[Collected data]
lazy_static! {
    static ref FIELD_PATTERNS: Vec<FieldPatterns> = vec![
        FieldPatterns::new(
            CanonicalField::Spend,
            &[r"^spend$", r"amount.?spent", r"spend", r"spent", r"^cost$", r"cost"],
            &[r"\bper\b", r"/", r"\bcp[acm]\b", r"roas"],
        ),
        FieldPatterns::new(
            CanonicalField::Impressions,
            &[r"^impressions?$", r"impression", r"\bimpr"],
            &[r"\bper\b", r"\bcpm\b", r"cost", r"share"],
        ),
        FieldPatterns::new(
            CanonicalField::Clicks,
            &[r"^clicks?$", r"link.?clicks?", r"clicks?"],
            &[r"rate", r"\bctr\b", r"\bper\b", r"\bcpc\b", r"cost", r"through"],
        ),
        FieldPatterns::new(
            CanonicalField::Conversions,
            &[
                r"^conversions?$",
                r"purchases?",
                r"conversions?",
                r"results?",
                r"orders?",
                r"leads?",
                r"acquisitions?",
            ],
            &[r"cost", r"\bper\b", r"rate", r"value", r"roas", r"\bcpa\b", r"type"],
        ),
        FieldPatterns::new(
            CanonicalField::Date,
            &[r"^date$", r"^day$", r"reporting.?starts?", r"date", r"^day\b"],
            &[r"\bend", r"stops?"],
        ),
        FieldPatterns::new(CanonicalField::AdGroup, &[r"ad.?group", r"ad.?set"], &[]),
        FieldPatterns::new(
            CanonicalField::Campaign,
            &[r"^campaign$", r"campaign.?name", r"campaign", r"\bcamp\b"],
            &[],
        ),
        FieldPatterns::new(
            CanonicalField::Creative,
            &[r"^ads?$", r"ad.?name", r"creative", r"\bads?\b"],
            &[r"ad.?group", r"ad.?set"],
        ),
    ];
    static ref NON_ALNUM: Regex = Regex::new(r"[^a-z0-9]+").expect("invalid regex");
}

/// Keyword table for the scoring strategy, highest-scoring entries first.
fn keyword_scores(field: CanonicalField) -> &'static [(&'static str, f64)] {
    match field {
        CanonicalField::Spend => &[("spend", 0.8), ("spent", 0.8), ("cost", 0.8), ("budget", 0.8)],
        CanonicalField::Impressions => &[("impression", 0.8), ("impr", 0.75)],
        CanonicalField::Clicks => &[("click", 0.8)],
        CanonicalField::Conversions => &[
            ("purchase", 0.8),
            ("conversion", 0.8),
            ("order", 0.8),
            ("result", 0.75),
            ("lead", 0.7),
        ],
        CanonicalField::Date => &[("date", 0.8), ("day", 0.7)],
        CanonicalField::AdGroup => &[
            ("ad set", 0.9),
            ("adset", 0.9),
            ("ad group", 0.9),
            ("adgroup", 0.9),
        ],
        CanonicalField::Campaign => &[("campaign", 0.8), ("camp", 0.7)],
        CanonicalField::Creative => &[("creative", 0.8), ("ad name", 0.8)],
    }
}

/// Aliases used to rank suggestions for columns nothing could place.
fn aliases(field: CanonicalField) -> &'static [&'static str] {
    match field {
        CanonicalField::Campaign => &["campaign", "campaign name"],
        CanonicalField::AdGroup => &["ad set", "ad group", "ad set name"],
        CanonicalField::Creative => &["ad", "ad name", "creative"],
        CanonicalField::Spend => &["spend", "cost", "amount spent"],
        CanonicalField::Impressions => &["impressions", "impr"],
        CanonicalField::Clicks => &["clicks", "link clicks"],
        CanonicalField::Conversions => &["conversions", "purchases", "results"],
        CanonicalField::Date => &["date", "day", "reporting starts"],
    }
}

/// True when `field`'s exclusion list rejects `column` (ratio and rate columns).
fn excluded_for(field: CanonicalField, column: &str) -> bool {
    FIELD_PATTERNS
        .iter()
        .find(|p| p.field == field)
        .map_or(false, |p| p.is_excluded(column))
}

/// Lowercased, punctuation collapsed to single spaces.
fn normalize_column(column: &str) -> String {
    NON_ALNUM
        .replace_all(&column.to_lowercase(), " ")
        .trim()
        .to_string()
}

/// Scoring-strategy verdict for one source column.
#[derive(Debug, Clone, PartialEq, Serialize, Deserialize)]
pub struct ColumnScore {
    pub column: String,
    /// `None` when the best score stayed below the threshold.
    pub field: Option<CanonicalField>,
    pub score: f64,
}

#[derive(Debug, Clone, PartialEq, Serialize, Deserialize)]
pub struct MappingSuggestion {
    pub column: String,
    pub field: CanonicalField,
    pub score: f64,
}

/// Output of `infer_mapping`: a proposal for the caller to review and confirm.
#[derive(Debug, Clone, PartialEq, Serialize, Deserialize)]
#[serde(rename_all = "camelCase")]
pub struct MappingProposal {
    pub mapping: ColumnMapping,
    /// Source column -> confidence of its assignment.
    pub confidence: BTreeMap<String, f64>,
    /// Source columns left without a canonical field, in source order.
    pub unmapped: Vec<String>,
    pub suggestions: Vec<MappingSuggestion>,
    pub missing_required: Vec<CanonicalField>,
}

impl MappingProposal {
    pub fn is_complete(&self) -> bool {
        self.missing_required.is_empty()
    }

    /// Accept the proposal as-is; fails if a required metric is still unmapped.
    pub fn into_confirmed(self) -> Result<ColumnMapping> {
        if self.missing_required.is_empty() {
            Ok(self.mapping)
        } else {
            Err(InsightError::UnmappedRequiredField(self.missing_required))
        }
    }
}

/// Column Normalizer - maps arbitrary spreadsheet headers onto the standard schema
pub struct ColumnNormalizer {
    /// Minimum keyword score for the scoring strategy to assign a field
    pub score_threshold: f64,
    /// Minimum similarity for an entry in `suggestions`
    pub suggestion_threshold: f64,
    pub max_suggestions: usize,
}

impl Default for ColumnNormalizer {
    fn default() -> Self {
        Self {
            score_threshold: 0.7,
            suggestion_threshold: 0.5,
            max_suggestions: 3,
        }
    }
}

WORK ITEM → Your answer should be an exact transcription of the data above.

SOLUTION FOR THIS EXERCISE →
lazy_static! {
    static ref FIELD_PATTERNS: Vec<FieldPatterns> = vec![
        FieldPatterns::new(
            CanonicalField::Spend,
            &[r"^spend$", r"amount.?spent", r"spend", r"spent", r"^cost$", r"cost"],
            &[r"\bper\b", r"/", r"\bcp[acm]\b", r"roas"],
        ),
        FieldPatterns::new(
            CanonicalField::Impressions,
            &[r"^impressions?$", r"impression", r"\bimpr"],
            &[r"\bper\b", r"\bcpm\b", r"cost", r"share"],
        ),
        FieldPatterns::new(
            CanonicalField::Clicks,
            &[r"^clicks?$", r"link.?clicks?", r"clicks?"],
            &[r"rate", r"\bctr\b", r"\bper\b", r"\bcpc\b", r"cost", r"through"],
        ),
        FieldPatterns::new(
            CanonicalField::Conversions,
            &[
                r"^conversions?$",
                r"purchases?",
                r"conversions?",
                r"results?",
                r"orders?",
                r"leads?",
                r"acquisitions?",
            ],
            &[r"cost", r"\bper\b", r"rate", r"value", r"roas", r"\bcpa\b", r"type"],
        ),
        FieldPatterns::new(
            CanonicalField::Date,
            &[r"^date$", r"^day$", r"reporting.?starts?", r"date", r"^day\b"],
            &[r"\bend", r"stops?"],
        ),
        FieldPatterns::new(CanonicalField::AdGroup, &[r"ad.?group", r"ad.?set"], &[]),
        FieldPatterns::new(
            CanonicalField::Campaign,
            &[r"^campaign$", r"campaign.?name", r"campaign", r"\bcamp\b"],
            &[],
        ),
        FieldPatterns::new(
            CanonicalField::Creative,
            &[r"^ads?$", r"ad.?name", r"creative", r"\bads?\b"],
            &[r"ad.?group", r"ad.?set"],
        ),
    ];
    static ref NON_ALNUM: Regex = Regex::new(r"[^a-z0-9]+").expect("invalid regex");
}

/// Keyword table for the scoring strategy, highest-scoring entries first.
fn keyword_scores(field: CanonicalField) -> &'static [(&'static str, f64)] {
    match field {
        CanonicalField::Spend => &[("spend", 0.8), ("spent", 0.8), ("cost", 0.8), ("budget", 0.8)],
        CanonicalField::Impressions => &[("impression", 0.8), ("impr", 0.75)],
        CanonicalField::Clicks => &[("click", 0.8)],
        CanonicalField::Conversions => &[
            ("purchase", 0.8),
            ("conversion", 0.8),
            ("order", 0.8),
            ("result", 0.75),
            ("lead", 0.7),
        ],
        CanonicalField::Date => &[("date", 0.8), ("day", 0.7)],
        CanonicalField::AdGroup => &[
            ("ad set", 0.9),
            ("adset", 0.9),
            ("ad group", 0.9),
            ("adgroup", 0.9),
        ],
        CanonicalField::Campaign => &[("campaign", 0.8), ("camp", 0.7)],
        CanonicalField::Creative => &[("creative", 0.8), ("ad name", 0.8)],
    }
}

/// Aliases used to rank suggestions for columns nothing could place.
fn aliases(field: CanonicalField) -> &'static [&'static str] {
    match field {
        CanonicalField::Campaign => &["campaign", "campaign name"],
        CanonicalField::AdGroup => &["ad set", "ad group", "ad set name"],
        CanonicalField::Creative => &["ad", "ad name", "creative"],
        CanonicalField::Spend => &["spend", "cost", "amount spent"],
        CanonicalField::Impressions => &["impressions", "impr"],
        CanonicalField::Clicks => &["clicks", "link clicks"],
        CanonicalField::Conversions => &["conversions", "purchases", "results"],
        CanonicalField::Date => &["date", "day", "reporting starts"],
    }
}

/// True when `field`'s exclusion list rejects `column` (ratio and rate columns).
fn excluded_for(field: CanonicalField, column: &str) -> bool {
    FIELD_PATTERNS
        .iter()
        .find(|p| p.field == field)
        .map_or(false, |p| p.is_excluded(column))
}

/// Lowercased, punctuation collapsed to single spaces.
fn normalize_column(column: &str) -> String {
    NON_ALNUM
        .replace_all(&column.to_lowercase(), " ")
        .trim()
        .to_string()
}

/// Scoring-strategy verdict for one source column.
#[derive(Debug, Clone, PartialEq, Serialize, Deserialize)]
pub struct ColumnScore {
    pub column: String,
    /// `None` when the best score stayed below the threshold.
    pub field: Option<CanonicalField>,
    pub score: f64,
}

#[derive(Debug, Clone, PartialEq, Serialize, Deserialize)]
pub struct MappingSuggestion {
    pub column: String,
    pub field: CanonicalField,
    pub score: f64,
}

/// Output of `infer_mapping`: a proposal for the caller to review and confirm.
#[derive(Debug, Clone, PartialEq, Serialize, Deserialize)]
#[serde(rename_all = "camelCase")]
pub struct MappingProposal {
    pub mapping: ColumnMapping,
    /// Source column -> confidence of its assignment.
    pub confidence: BTreeMap<String, f64>,
    /// Source columns left without a canonical field, in source order.
    pub unmapped: Vec<String>,
    pub suggestions: Vec<MappingSuggestion>,
    pub missing_required: Vec<CanonicalField>,
}

impl MappingProposal {
    pub fn is_complete(&self) -> bool {
        self.missing_required.is_empty()
    }

    /// Accept the proposal as-is; fails if a required metric is still unmapped.
    pub fn into_confirmed(self) -> Result<ColumnMapping> {
        if self.missing_required.is_empty() {
            Ok(self.mapping)
        } else {
            Err(InsightError::UnmappedRequiredField(self.missing_required))
        }
    }
}

/// Column Normalizer - maps arbitrary spreadsheet headers onto the standard schema
pub struct ColumnNormalizer {
    /// Minimum keyword score for the scoring strategy to assign a field
    pub score_threshold: f64,
    /// Minimum similarity for an entry in `suggestions`
    pub suggestion_threshold: f64,
    pub max_suggestions: usize,
}

impl Default for ColumnNormalizer {
    fn default() -> Self {
        Self {
            score_threshold: 0.7,
            suggestion_threshold: 0.5,
            max_suggestions: 3,
        }
    }
}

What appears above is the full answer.